### What you need to do:
Which lines of the data contain the string "UnexpectedEof"? Copy every one.

======

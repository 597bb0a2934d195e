//! Tests for `%{name}` interpolation and named filters.

use chrono::NaiveDate;
use lingo::{FilterRegistry, Locale, Value, interpolate, params};

fn en() -> Locale {
    Locale::resolve(&["en"])
}

// === Interpolation ===

#[test]
fn substitutes_named_parameter() {
    let out = interpolate("Hi %{name}", &params! { "name" => "Bo" }, &en());
    assert_eq!(out, "Hi Bo");
}

#[test]
fn unmatched_placeholder_left_verbatim() {
    let out = interpolate("Hi %{missing}", &params! {}, &en());
    assert_eq!(out, "Hi %{missing}");
}

#[test]
fn multiple_placeholders() {
    let out = interpolate(
        "%{greeting}, %{name}! %{greeting} again.",
        &params! { "greeting" => "Hi", "name" => "Bo" },
        &en(),
    );
    assert_eq!(out, "Hi, Bo! Hi again.");
}

#[test]
fn escaped_placeholder_renders_literally() {
    let out = interpolate("100%%{sure}", &params! { "sure" => "yes" }, &en());
    assert_eq!(out, "100%{sure}");
}

#[test]
fn unterminated_placeholder_left_verbatim() {
    let out = interpolate("Hi %{name", &params! { "name" => "Bo" }, &en());
    assert_eq!(out, "Hi %{name");
}

#[test]
fn number_parameter_formatted_with_locale_separators() {
    let out = interpolate("%{n} users", &params! { "n" => 1234567 }, &en());
    assert_eq!(out, "1,234,567 users");

    let no = Locale::resolve(&["no"]);
    let out = interpolate("%{n} brukere", &params! { "n" => 1234567 }, &no);
    assert_eq!(out, "1 234 567 brukere");
}

#[test]
fn date_parameter_formatted_with_locale_pattern() {
    let date = NaiveDate::from_ymd_opt(2020, 1, 31).unwrap();
    let out = interpolate("due %{when}", &params! { "when" => date }, &en());
    assert_eq!(out, "due 01/31/2020");

    let no = Locale::resolve(&["no"]);
    let out = interpolate("frist %{when}", &params! { "when" => date }, &no);
    assert_eq!(out, "frist 31.01.2020");
}

#[test]
fn float_parameter_keeps_natural_precision() {
    let de = Locale::resolve(&["de"]);
    let out = interpolate("%{x}", &params! { "x" => 3.25 }, &de);
    assert_eq!(out, "3,25");
}

#[test]
fn placeholders_without_valid_names_left_verbatim() {
    let out = interpolate("a %{} b %{bad name} c", &params! {}, &en());
    assert_eq!(out, "a %{} b %{bad name} c");
}

// === Filters ===

#[test]
fn capitalize_uppercases_first_grapheme() {
    let filters = FilterRegistry::new();
    let no = Locale::resolve(&["no"]);
    assert_eq!(
        filters.apply("capitalize", "øst for sola".to_string(), &no),
        "Øst for sola"
    );
}

#[test]
fn upcase_and_downcase() {
    let filters = FilterRegistry::new();
    let en = en();
    assert_eq!(filters.apply("upcase", "hello".to_string(), &en), "HELLO");
    assert_eq!(filters.apply("downcase", "HeLLo".to_string(), &en), "hello");
}

#[test]
fn unknown_filter_leaves_input_unchanged() {
    let filters = FilterRegistry::new();
    assert_eq!(
        filters.apply("reverse", "abc".to_string(), &en()),
        "abc"
    );
    assert!(!filters.has("reverse"));
}

#[test]
fn custom_filter_registration() {
    let mut filters = FilterRegistry::new();
    filters.register("shout", |text, _locale| format!("{text}!"));
    assert_eq!(filters.apply("shout", "hei".to_string(), &en()), "hei!");
}

#[test]
fn registered_filter_shadows_builtin() {
    let mut filters = FilterRegistry::new();
    filters.register("upcase", |text, _locale| text);
    assert_eq!(filters.apply("upcase", "quiet".to_string(), &en()), "quiet");
}
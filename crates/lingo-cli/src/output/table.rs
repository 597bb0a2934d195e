//! Table formatting utilities for CLI output.

use comfy_table::{ContentArrangement, Table, presets};

/// Coverage data for a single locale.
pub struct LocaleCoverage {
    /// Locale code (e.g. "es", "fr").
    pub locale: String,
    /// Number of keys translated.
    pub translated: usize,
    /// Missing key paths.
    pub missing: Vec<String>,
}

/// Format coverage data as an ASCII table.
pub fn format_coverage_table(source_count: usize, coverage: &[LocaleCoverage]) -> Table {
    let mut table = Table::new();
    table.load_preset(presets::UTF8_BORDERS_ONLY);
    table.set_content_arrangement(ContentArrangement::Dynamic);
    table.set_header(vec!["Locale", "Coverage", "Missing"]);

    for locale in coverage {
        table.add_row(vec![
            locale.locale.clone(),
            format!("{}/{}", locale.translated, source_count),
            locale.missing.len().to_string(),
        ]);
    }

    table
}
//! Tests for the translation data source parser.

use lingo::{Entry, ParseError, parse_source};

// === Scalars ===

#[test]
fn bare_scalar() {
    let root = parse_source("greeting: Hello\n").unwrap();
    assert_eq!(
        root.get_path("greeting").unwrap().as_text(),
        Some("Hello")
    );
}

#[test]
fn quoted_scalar() {
    let root = parse_source(r#"greeting: "Hello, world!""#).unwrap();
    assert_eq!(
        root.get_path("greeting").unwrap().as_text(),
        Some("Hello, world!")
    );
}

#[test]
fn quoted_scalar_escapes() {
    let root = parse_source(r#"text: "a \"b\"\n\tc \\ d""#).unwrap();
    assert_eq!(
        root.get_path("text").unwrap().as_text(),
        Some("a \"b\"\n\tc \\ d")
    );
}

#[test]
fn bare_scalar_keeps_placeholders_and_punctuation() {
    let root = parse_source("greeting: Hei, %{name}!\n").unwrap();
    assert_eq!(
        root.get_path("greeting").unwrap().as_text(),
        Some("Hei, %{name}!")
    );
}

#[test]
fn bare_scalar_trailing_whitespace_trimmed() {
    let root = parse_source("key: value   \n").unwrap();
    assert_eq!(root.get_path("key").unwrap().as_text(), Some("value"));
}

// === Nesting ===

#[test]
fn nested_mappings() {
    let input = "\
user:
  name: Username
  profile:
    age: Age
";
    let root = parse_source(input).unwrap();
    assert_eq!(
        root.get_path("user.name").unwrap().as_text(),
        Some("Username")
    );
    assert_eq!(
        root.get_path("user.profile.age").unwrap().as_text(),
        Some("Age")
    );
}

#[test]
fn container_path_resolves_to_map() {
    let input = "\
user:
  name: Username
";
    let root = parse_source(input).unwrap();
    let user = root.get_path("user").unwrap();
    assert!(user.as_map().is_some());
    assert_eq!(user.leaf_keys(), vec!["name"]);
}

#[test]
fn lists_hold_ordered_forms() {
    let input = "\
messages:
  - one message
  - \"%{count} messages\"
";
    let root = parse_source(input).unwrap();
    let forms = root.get_path("messages").unwrap().as_list().unwrap();
    assert_eq!(forms, ["one message", "%{count} messages"]);
}

#[test]
fn comments_and_blank_lines_ignored() {
    let input = "\
# top comment

a: 1

  # indented comment
b: 2
";
    let root = parse_source(input).unwrap();
    assert_eq!(root.get_path("a").unwrap().as_text(), Some("1"));
    assert_eq!(root.get_path("b").unwrap().as_text(), Some("2"));
}

#[test]
fn empty_source_is_empty_mapping() {
    let root = parse_source("").unwrap();
    assert_eq!(root, Entry::empty());
    assert!(root.leaf_keys().is_empty());
}

#[test]
fn key_without_value_or_children_is_empty_mapping() {
    let root = parse_source("pending:\n").unwrap();
    assert!(root.get_path("pending").unwrap().is_empty());
}

// === Round-trip ===

#[test]
fn every_loaded_key_is_returned_unchanged() {
    let input = "\
greeting: \"Hei, %{name}!\"
user:
  name: Brukernavn
  messages:
    - \"%{count} melding\"
    - \"%{count} meldinger\"
";
    let root = parse_source(input).unwrap();
    assert_eq!(
        root.leaf_keys(),
        vec!["greeting", "user.messages", "user.name"]
    );
    assert_eq!(
        root.get_path("greeting").unwrap().as_text(),
        Some("Hei, %{name}!")
    );
    assert_eq!(
        root.get_path("user.name").unwrap().as_text(),
        Some("Brukernavn")
    );
    assert_eq!(
        root.get_path("user.messages").unwrap().as_list().unwrap(),
        ["%{count} melding", "%{count} meldinger"]
    );
}

// === Errors ===

fn position_of(err: ParseError) -> (usize, usize) {
    err.position()
}

#[test]
fn tab_indentation_rejected() {
    let err = parse_source("a:\n\tb: 1\n").unwrap_err();
    assert_eq!(position_of(err), (2, 1));
}

#[test]
fn duplicate_key_rejected() {
    let err = parse_source("a: 1\na: 2\n").unwrap_err();
    match err {
        ParseError::Syntax { line, message, .. } => {
            assert_eq!(line, 2);
            assert!(message.contains("duplicate key 'a'"), "{message}");
        }
        other => panic!("expected syntax error, got {other:?}"),
    }
}

#[test]
fn top_level_list_rejected() {
    let err = parse_source("- item\n").unwrap_err();
    match err {
        ParseError::Syntax { line, message, .. } => {
            assert_eq!(line, 1);
            assert!(message.contains("mapping"), "{message}");
        }
        other => panic!("expected syntax error, got {other:?}"),
    }
}

#[test]
fn stray_deeper_indent_rejected() {
    let err = parse_source("a: 1\n   b: 2\n").unwrap_err();
    match err {
        ParseError::Syntax { line, message, .. } => {
            assert_eq!(line, 2);
            assert!(message.contains("indentation"), "{message}");
        }
        other => panic!("expected syntax error, got {other:?}"),
    }
}

#[test]
fn unterminated_quote_is_eof_error() {
    let err = parse_source("a: \"unterminated\n").unwrap_err();
    assert!(matches!(err, ParseError::UnexpectedEof { line: 1, .. }));
}

#[test]
fn list_item_in_mapping_rejected() {
    let input = "\
a: 1
- item
";
    let err = parse_source(input).unwrap_err();
    match err {
        ParseError::Syntax { line, message, .. } => {
            assert_eq!(line, 2);
            assert!(message.contains("list item"), "{message}");
        }
        other => panic!("expected syntax error, got {other:?}"),
    }
}

#[test]
fn mixed_list_and_mapping_rejected() {
    let input = "\
things:
  - item
  key: value
";
    assert!(parse_source(input).is_err());
}

#[test]
fn error_display_carries_location() {
    let err = parse_source("a: 1\na: 2\n").unwrap_err();
    let rendered = err.to_string();
    assert!(rendered.contains("2:"), "{rendered}");
}
//! Implementation of the `lingo check` command.

use std::fs::read_to_string;
use std::path::PathBuf;

use lingo::parse_source;
use miette::{IntoDiagnostic, Result, miette};
use serde::Serialize;

use crate::output::LingoDiagnostic;

/// Arguments for the check command.
#[derive(Debug, clap::Args)]
pub struct CheckArgs {
    /// Files to check
    #[arg(required = true)]
    pub files: Vec<PathBuf>,

    /// Output as JSON
    #[arg(long)]
    pub json: bool,
}

/// JSON output for one checked file.
#[derive(Serialize)]
struct CheckResult {
    file: String,
    ok: bool,
    #[serde(skip_serializing_if = "Option::is_none")]
    keys: Option<usize>,
    #[serde(skip_serializing_if = "Option::is_none")]
    error: Option<String>,
}

/// Run the check command.
pub fn run_check(args: CheckArgs) -> Result<i32> {
    let mut results: Vec<CheckResult> = Vec::new();
    let mut first_failure: Option<LingoDiagnostic> = None;

    for file in &args.files {
        let content = read_to_string(file)
            .into_diagnostic()
            .map_err(|e| miette!("Failed to read {:?}: {}", file, e))?;

        match parse_source(&content) {
            Ok(root) => {
                results.push(CheckResult {
                    file: file.display().to_string(),
                    ok: true,
                    keys: Some(root.leaf_keys().len()),
                    error: None,
                });
            }
            Err(e) => {
                if first_failure.is_none() {
                    first_failure = Some(LingoDiagnostic::from_parse_error(file, &content, &e));
                }
                results.push(CheckResult {
                    file: file.display().to_string(),
                    ok: false,
                    keys: None,
                    error: Some(e.to_string()),
                });
            }
        }
    }

    if args.json {
        let json_output = serde_json::to_string_pretty(&results).into_diagnostic()?;
        println!("{}", json_output);
    } else {
        for result in &results {
            if result.ok {
                println!("ok: {} ({} keys)", result.file, result.keys.unwrap_or(0));
            } else {
                println!("error: {}", result.file);
            }
        }
        if let Some(diagnostic) = first_failure {
            return Err(diagnostic.into());
        }
    }

    if results.iter().all(|r| r.ok) {
        Ok(exitcode::OK)
    } else {
        Ok(exitcode::DATAERR)
    }
}
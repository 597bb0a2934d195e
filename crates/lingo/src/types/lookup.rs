use std::fmt::{Display, Formatter, Result as FmtResult};

use super::Entry;

/// Marker for a key path that no locale in the fallback chain could
/// translate.
///
/// Carries the original key so callers can render a visible placeholder
/// instead of aborting, plus nearby known keys as "did you mean"
/// suggestions. Displays as `[missing: the.key]`.
#[derive(Debug, Clone, PartialEq, Eq)]
pub struct Untranslated {
    key: String,
    suggestions: Vec<String>,
}

impl Untranslated {
    /// Create a marker for `key` with precomputed suggestions.
    pub fn new(key: impl Into<String>, suggestions: Vec<String>) -> Untranslated {
        Untranslated {
            key: key.into(),
            suggestions,
        }
    }

    /// The key path that was requested.
    pub fn key(&self) -> &str {
        &self.key
    }

    /// Known key paths close to the requested one, best match first.
    pub fn suggestions(&self) -> &[String] {
        &self.suggestions
    }
}

impl Display for Untranslated {
    fn fmt(&self, f: &mut Formatter<'_>) -> FmtResult {
        write!(f, "[missing: {}]", self.key)
    }
}

/// The outcome of resolving a key path against a fallback chain.
#[derive(Debug, Clone, PartialEq)]
pub enum Lookup<'a> {
    /// A value was found; `locale` is the chain entry that supplied it.
    Found {
        entry: &'a Entry,
        locale: &'a str,
    },

    /// No locale in the chain had the key.
    Missing(Untranslated),
}

impl<'a> Lookup<'a> {
    /// True when a translation was found.
    pub fn is_found(&self) -> bool {
        matches!(self, Lookup::Found { .. })
    }

    /// The resolved entry, if any.
    pub fn entry(&self) -> Option<&'a Entry> {
        match self {
            Lookup::Found { entry, .. } => Some(entry),
            Lookup::Missing(_) => None,
        }
    }

    /// The locale code that supplied the value, if any.
    pub fn locale(&self) -> Option<&'a str> {
        match self {
            Lookup::Found { locale, .. } => Some(locale),
            Lookup::Missing(_) => None,
        }
    }
}
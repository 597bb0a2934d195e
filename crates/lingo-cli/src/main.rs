//! Lingo CLI entry point.
//!
//! Provides command-line tools for working with translation data files:
//! - `lingo check` - Validate translation file syntax
//! - `lingo coverage` - Report translation coverage across locales
//! - `lingo translate` - Resolve a key the way an application would

mod commands;
mod output;

use std::process::exit;

use clap::{Parser, Subcommand, ValueEnum};
use commands::{CheckArgs, CoverageArgs, TranslateArgs, run_check, run_coverage, run_translate};

/// Translation file tools.
#[derive(Debug, Parser)]
#[command(name = "lingo")]
#[command(about = "Translation file tools", long_about = None)]
#[command(version)]
pub struct Cli {
    /// Color output control
    #[arg(long, value_enum, default_value_t = ColorWhen::Auto, global = true)]
    pub color: ColorWhen,

    /// Enable verbose output
    #[arg(short, long, global = true)]
    pub verbose: bool,

    #[command(subcommand)]
    pub command: Commands,
}

/// When to use colored output.
#[derive(Debug, Clone, Copy, ValueEnum)]
pub enum ColorWhen {
    Auto,
    Always,
    Never,
}

/// CLI subcommands.
#[derive(Debug, Subcommand)]
pub enum Commands {
    /// Check translation file syntax
    Check(CheckArgs),
    /// Report translation coverage across locales
    Coverage(CoverageArgs),
    /// Resolve a translation key
    Translate(TranslateArgs),
}

/// Set up color output based on user preference.
fn setup_colors(color_when: ColorWhen) {
    match color_when {
        ColorWhen::Auto => {
            // owo-colors automatically checks TTY, NO_COLOR, FORCE_COLOR
        }
        ColorWhen::Always => {
            owo_colors::set_override(true);
        }
        ColorWhen::Never => {
            owo_colors::set_override(false);
        }
    }
}

fn main() -> miette::Result<()> {
    let cli = Cli::parse();
    setup_colors(cli.color);

    miette::set_hook(Box::new(|_| {
        Box::new(
            miette::MietteHandlerOpts::new()
                .terminal_links(true)
                .unicode(true)
                .context_lines(2)
                .build(),
        )
    }))?;

    let result = match cli.command {
        Commands::Check(args) => run_check(args),
        Commands::Coverage(args) => run_coverage(args),
        Commands::Translate(args) => run_translate(args),
    };

    match result {
        Ok(code) => exit(code),
        Err(e) => {
            eprintln!("{:?}", e);
            exit(exitcode::SOFTWARE);
        }
    }
}
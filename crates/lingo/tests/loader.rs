//! Tests for translation sources and the per-locale load/merge step.

use std::fs;
use std::path::Path;

use lingo::{Entry, FileSource, LoadError, Source, load_locale};
use tempfile::TempDir;

fn write_file(dir: &Path, name: &str, content: &str) {
    fs::write(dir.join(name), content).unwrap();
}

// === FileSource ===

#[test]
fn available_lists_locale_codes() {
    let dir = TempDir::new().unwrap();
    write_file(dir.path(), "en.lingo", "a: 1\n");
    write_file(dir.path(), "no.lingo", "a: 1\n");
    write_file(dir.path(), "notes.txt", "not a translation file\n");

    let source = FileSource::new(dir.path());
    assert_eq!(source.available(), vec!["en", "no"]);
}

#[test]
fn load_reads_and_parses_a_locale_file() {
    let dir = TempDir::new().unwrap();
    write_file(dir.path(), "no.lingo", "greeting: Hei\n");

    let source = FileSource::new(dir.path());
    let entry = source.load("no").unwrap().unwrap();
    assert_eq!(entry.get_path("greeting").unwrap().as_text(), Some("Hei"));
}

#[test]
fn missing_file_is_not_an_error() {
    let dir = TempDir::new().unwrap();
    let source = FileSource::new(dir.path());
    assert!(source.load("fr").unwrap().is_none());
}

#[test]
fn malformed_file_is_a_load_failure_with_location() {
    let dir = TempDir::new().unwrap();
    write_file(dir.path(), "en.lingo", "a: 1\na: 2\n");

    let source = FileSource::new(dir.path());
    let err = source.load("en").unwrap_err();
    match err {
        LoadError::Parse { path, line, message, .. } => {
            assert!(path.ends_with("en.lingo"));
            assert_eq!(line, 2);
            assert!(message.contains("duplicate key"), "{message}");
        }
        other => panic!("expected parse error, got {other:?}"),
    }
}

#[test]
fn custom_extension() {
    let dir = TempDir::new().unwrap();
    write_file(dir.path(), "en.tr", "a: 1\n");

    let source = FileSource::new(dir.path()).with_extension("tr");
    assert_eq!(source.available(), vec!["en"]);
    assert!(source.load("en").unwrap().is_some());
}

#[test]
fn unreadable_directory_has_no_available_locales() {
    let source = FileSource::new("/nonexistent/translations");
    assert!(source.available().is_empty());
}

// === Merging across sources ===

#[test]
fn earlier_source_wins_per_key() {
    let app_dir = TempDir::new().unwrap();
    let ext_dir = TempDir::new().unwrap();
    write_file(
        app_dir.path(),
        "en.lingo",
        "\
greeting: app greeting
shared:
  title: app title
",
    );
    write_file(
        ext_dir.path(),
        "en.lingo",
        "\
greeting: extension greeting
farewell: extension farewell
shared:
  title: extension title
  subtitle: extension subtitle
",
    );

    let app = FileSource::new(app_dir.path());
    let ext = FileSource::new(ext_dir.path());
    let merged = load_locale("en", &[&app, &ext]).unwrap().unwrap();

    // App entries survive, extension entries only fill gaps - per key,
    // at any depth.
    assert_eq!(
        merged.get_path("greeting").unwrap().as_text(),
        Some("app greeting")
    );
    assert_eq!(
        merged.get_path("farewell").unwrap().as_text(),
        Some("extension farewell")
    );
    assert_eq!(
        merged.get_path("shared.title").unwrap().as_text(),
        Some("app title")
    );
    assert_eq!(
        merged.get_path("shared.subtitle").unwrap().as_text(),
        Some("extension subtitle")
    );
}

#[test]
fn no_source_data_yields_none() {
    let dir = TempDir::new().unwrap();
    let source = FileSource::new(dir.path());
    assert!(load_locale("de", &[&source]).unwrap().is_none());
}

#[test]
fn single_source_loads_unmerged() {
    let dir = TempDir::new().unwrap();
    write_file(dir.path(), "de.lingo", "a: eins\n");
    let source = FileSource::new(dir.path());
    let merged = load_locale("de", &[&source]).unwrap().unwrap();
    assert_eq!(merged.get_path("a").unwrap().as_text(), Some("eins"));
}

// === Custom sources ===

struct StaticSource(&'static str);

impl Source for StaticSource {
    fn available(&self) -> Vec<String> {
        vec!["en".to_string()]
    }

    fn load(&self, code: &str) -> Result<Option<Entry>, LoadError> {
        if code == "en" {
            Ok(Some(lingo::parse_source(self.0).expect("static data parses")))
        } else {
            Ok(None)
        }
    }
}

#[test]
fn any_source_implementation_can_replace_files() {
    let source = StaticSource("greeting: Hello from memory\n");
    let merged = load_locale("en", &[&source]).unwrap().unwrap();
    assert_eq!(
        merged.get_path("greeting").unwrap().as_text(),
        Some("Hello from memory")
    );
}
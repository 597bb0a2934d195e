//! Locale-aware translation lookup, pluralization, and formatting.
//!
//! Translation data lives in nested key/value trees, one file per locale.
//! A request's locale preference list expands into a fallback chain; lookup
//! walks the chain and returns the first match, applying plural selection
//! and `%{name}` interpolation. Missing translations render as visible
//! placeholders instead of failing.

pub mod context;
pub mod error;
pub mod filters;
pub mod format;
pub mod loader;
pub mod locale;
pub mod parser;
pub mod tree;
pub mod types;

pub use context::{CoverageGap, I18n};
pub use error::LoadError;
pub use filters::{FilterFn, FilterRegistry, interpolate};
pub use loader::{FileSource, Source, load_locale};
pub use locale::{
    DEFAULT_LOCALE, Locale, LocaleData, OrdinalStyle, PluralCategory, fallback_chain,
    plural_category, pluralize,
};
pub use parser::{ParseError, parse_source};
pub use tree::{TranslationTree, compute_suggestions};
pub use types::{Entry, Lookup, Params, Untranslated, Value};

/// Creates a [`Params`] map from key-value pairs.
///
/// Values are converted via `Into<Value>`, so you can pass integers,
/// floats, strings, or dates directly.
///
/// # Example
///
/// ```
/// use lingo::params;
///
/// let p = params! { "count" => 3, "name" => "Alice" };
/// assert_eq!(p.len(), 2);
/// assert_eq!(p["count"].as_number(), Some(3));
/// assert_eq!(p["name"].as_string(), Some("Alice"));
/// ```
#[macro_export]
macro_rules! params {
    {} => {
        ::std::collections::HashMap::<String, $crate::Value>::new()
    };
    { $($key:expr => $value:expr),+ $(,)? } => {
        {
            let mut map = ::std::collections::HashMap::<String, $crate::Value>::new();
            $(
                map.insert($key.to_string(), ::std::convert::Into::<$crate::Value>::into($value));
            )+
            map
        }
    };
}
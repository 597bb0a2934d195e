//! Error types for translation loading.

use std::path::PathBuf;

use thiserror::Error;

/// Errors that occur while loading translation data.
///
/// Lookup misses are not errors; they are represented values (see
/// [`Untranslated`](crate::Untranslated)). `LoadError` covers only the
/// load step: unreadable files and malformed sources.
#[derive(Debug, Error)]
pub enum LoadError {
    /// File I/O error when reading a translation source.
    #[error("failed to read '{path}': {source}")]
    Io {
        path: PathBuf,
        #[source]
        source: std::io::Error,
    },

    /// Parse error with source location context. Fatal for the source; the
    /// loader does not attempt partial recovery within a malformed file.
    #[error("{path}:{line}:{column}: {message}")]
    Parse {
        path: PathBuf,
        line: usize,
        column: usize,
        message: String,
    },
}

impl LoadError {
    /// Wrap a [`ParseError`](crate::ParseError) with the path it came from.
    pub fn parse(path: impl Into<PathBuf>, err: &crate::ParseError) -> LoadError {
        let (line, column) = err.position();
        let message = match err {
            crate::ParseError::Syntax { message, .. } => message.clone(),
            crate::ParseError::UnexpectedEof { .. } => "unexpected end of input".to_string(),
        };
        LoadError::Parse {
            path: path.into(),
            line,
            column,
            message,
        }
    }
}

======

### Response to this exercise:
    assert!(matches!(err, ParseError::UnexpectedEof { line: 1, .. }));
            crate::ParseError::UnexpectedEof { .. } => "unexpected end of input".to_string(),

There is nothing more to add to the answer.